* [AIM OF THE TASK]: Check each line of the entries below for the string "info"; copy every line where it appears.

* [Stored data entries]:
use std::sync::Arc;

use common::{Money, OrderId, PaymentStatus};
use tracing::{debug, info, warn};

use crate::gateway::{GatewayOutcome, PaymentGateway};
use crate::repository::{Claim, PaymentRepository};
use crate::{Payment, PaymentError, Result};

/// Charges and refunds orders, at most once each.
///
/// A charge first claims the order's payment slot with a `PENDING` record, so
/// the gateway is called by exactly one delivery of a command. Later
/// deliveries replay the stored outcome, declines included.
#[derive(Clone)]
pub struct PaymentService {
    repository: Arc<dyn PaymentRepository>,
    gateway: Arc<dyn PaymentGateway>,
}

impl PaymentService {
    pub fn new(repository: Arc<dyn PaymentRepository>, gateway: Arc<dyn PaymentGateway>) -> Self {
        Self {
            repository,
            gateway,
        }
    }

    #[tracing::instrument(skip(self), fields(order_id = %order_id, amount = %amount))]
    pub async fn process(&self, order_id: OrderId, amount: Money) -> Result<Payment> {
        if let Some(existing) = self.repository.get_by_order(order_id).await? {
            debug!(status = existing.status.as_str(), "Payment already exists");
            return replay(existing);
        }
        if amount.is_negative() {
            return Err(PaymentError::InvalidAmount(amount));
        }

        let pending = match self.repository.claim(Payment::pending(order_id, amount)).await? {
            Claim::Created(payment) => payment,
            Claim::Existing(existing) => return replay(existing),
        };

        let (status, decline_reason) = match self.gateway.charge(order_id, amount).await {
            GatewayOutcome::Approved => (PaymentStatus::Success, None),
            GatewayOutcome::Declined { reason } => (PaymentStatus::Failed, Some(reason)),
        };

        let payment = match self.repository.settle(order_id, status).await? {
            Some(settled) => settled,
            None => {
                // Refunded while the gateway call was in flight.
                warn!(
                    payment_id = %pending.id,
                    outcome = status.as_str(),
                    "Payment left PENDING before the gateway replied"
                );
                self.repository.get_by_order(order_id).await?.unwrap_or(pending)
            }
        };

        match decline_reason {
            Some(reason) => {
                metrics::counter!("payment_declined_total").increment(1);
                info!(%reason, "Payment declined");
                Err(PaymentError::Declined { order_id, reason })
            }
            None => {
                info!(payment_id = %payment.id, "Payment processed");
                Ok(payment)
            }
        }
    }

    /// Refunds the order's payment. Succeeds if there is nothing to refund.
    #[tracing::instrument(skip(self), fields(order_id = %order_id))]
    pub async fn refund(&self, order_id: OrderId) -> Result<()> {
        match self.repository.mark_refunded(order_id).await? {
            Some(payment) => info!(payment_id = %payment.id, "Payment refunded"),
            None => debug!("No payment to refund"),
        }
        Ok(())
    }

    pub async fn get(&self, order_id: OrderId) -> Result<Option<Payment>> {
        self.repository.get_by_order(order_id).await
    }
}

/// Answers a repeated charge from the stored payment.
///
/// The gateway's decline reason is not stored, so a replayed decline always
/// reports the generic `CARD_DECLINED`.
fn replay(existing: Payment) -> Result<Payment> {
    match existing.status {
        PaymentStatus::Failed => Err(PaymentError::Declined {
            order_id: existing.order_id,
            reason: crate::gateway::CARD_DECLINED.to_string(),
        }),
        _ => Ok(existing),
    }
}

#[cfg(test)]
mod tests {
    use super::*;
    use crate::InMemoryPaymentRepository;
    use crate::gateway::{AlwaysApprove, AlwaysDecline};
    use async_trait::async_trait;
    use std::sync::atomic::{AtomicU32, Ordering};

    #[derive(Default)]
    struct CountingGateway {
        calls: AtomicU32,
    }

    #[async_trait]
    impl PaymentGateway for CountingGateway {
        async fn charge(&self, _order_id: OrderId, _amount: Money) -> GatewayOutcome {
            self.calls.fetch_add(1, Ordering::SeqCst);
            GatewayOutcome::Approved
        }
    }

    fn setup(
        gateway: Arc<dyn PaymentGateway>,
    ) -> (PaymentService, InMemoryPaymentRepository) {
        let repo = InMemoryPaymentRepository::new();
        (PaymentService::new(Arc::new(repo.clone()), gateway), repo)
    }

    #[tokio::test]
    async fn test_process_twice_charges_once() {
        let gateway = Arc::new(CountingGateway::default());
        let (service, repo) = setup(gateway.clone());
        let order_id = OrderId::new();

        let first = service.process(order_id, Money::from_cents(2998)).await.unwrap();
        let second = service.process(order_id, Money::from_cents(2998)).await.unwrap();

        assert_eq!(first, second);
        assert_eq!(first.status, PaymentStatus::Success);
        assert_eq!(gateway.calls.load(Ordering::SeqCst), 1);
        assert_eq!(repo.payment_count().await, 1);
    }

    #[tokio::test]
    async fn test_decline_is_recorded_and_replayed() {
        let (service, repo) = setup(Arc::new(AlwaysDecline));
        let order_id = OrderId::new();

        let err = service.process(order_id, Money::from_cents(100)).await.unwrap_err();
        assert!(matches!(err, PaymentError::Declined { .. }));

        let stored = repo.get_by_order(order_id).await.unwrap().unwrap();
        assert_eq!(stored.status, PaymentStatus::Failed);

        let replayed = service.process(order_id, Money::from_cents(100)).await.unwrap_err();
        assert!(matches!(replayed, PaymentError::Declined { .. }));
        assert_eq!(repo.payment_count().await, 1);
    }

    struct NoFunds;

    #[async_trait]
    impl PaymentGateway for NoFunds {
        async fn charge(&self, _order_id: OrderId, _amount: Money) -> GatewayOutcome {
            GatewayOutcome::Declined {
                reason: "INSUFFICIENT_FUNDS".to_string(),
            }
        }
    }

    #[tokio::test]
    async fn test_replayed_decline_reports_generic_reason() {
        let (service, _repo) = setup(Arc::new(NoFunds));
        let order_id = OrderId::new();

        let first = service.process(order_id, Money::from_cents(100)).await.unwrap_err();
        assert!(
            matches!(first, PaymentError::Declined { ref reason, .. } if reason == "INSUFFICIENT_FUNDS")
        );

        let replayed = service.process(order_id, Money::from_cents(100)).await.unwrap_err();
        assert!(
            matches!(replayed, PaymentError::Declined { ref reason, .. } if reason == crate::gateway::CARD_DECLINED)
        );
    }

    #[tokio::test]
    async fn test_refund_is_idempotent() {
        let (service, repo) = setup(Arc::new(AlwaysApprove));
        let order_id = OrderId::new();

        service.refund(order_id).await.unwrap();
        assert_eq!(repo.payment_count().await, 0);

        service.process(order_id, Money::from_cents(500)).await.unwrap();
        service.refund(order_id).await.unwrap();
        service.refund(order_id).await.unwrap();

        let stored = repo.get_by_order(order_id).await.unwrap().unwrap();
        assert_eq!(stored.status, PaymentStatus::Refunded);
    }

    #[tokio::test]
    async fn test_negative_amount_rejected() {
        let (service, repo) = setup(Arc::new(AlwaysApprove));
        let err = service
            .process(OrderId::new(), Money::from_cents(-1))
            .await
            .unwrap_err();
        assert!(matches!(err, PaymentError::InvalidAmount(_)));
        assert_eq!(repo.payment_count().await, 0);
    }
}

* [RESPONSE TO THE EXERCISE]:
use tracing::{debug, info, warn};
                info!(%reason, "Payment declined");
                info!(payment_id = %payment.id, "Payment processed");
            Some(payment) => info!(payment_id = %payment.id, "Payment refunded"),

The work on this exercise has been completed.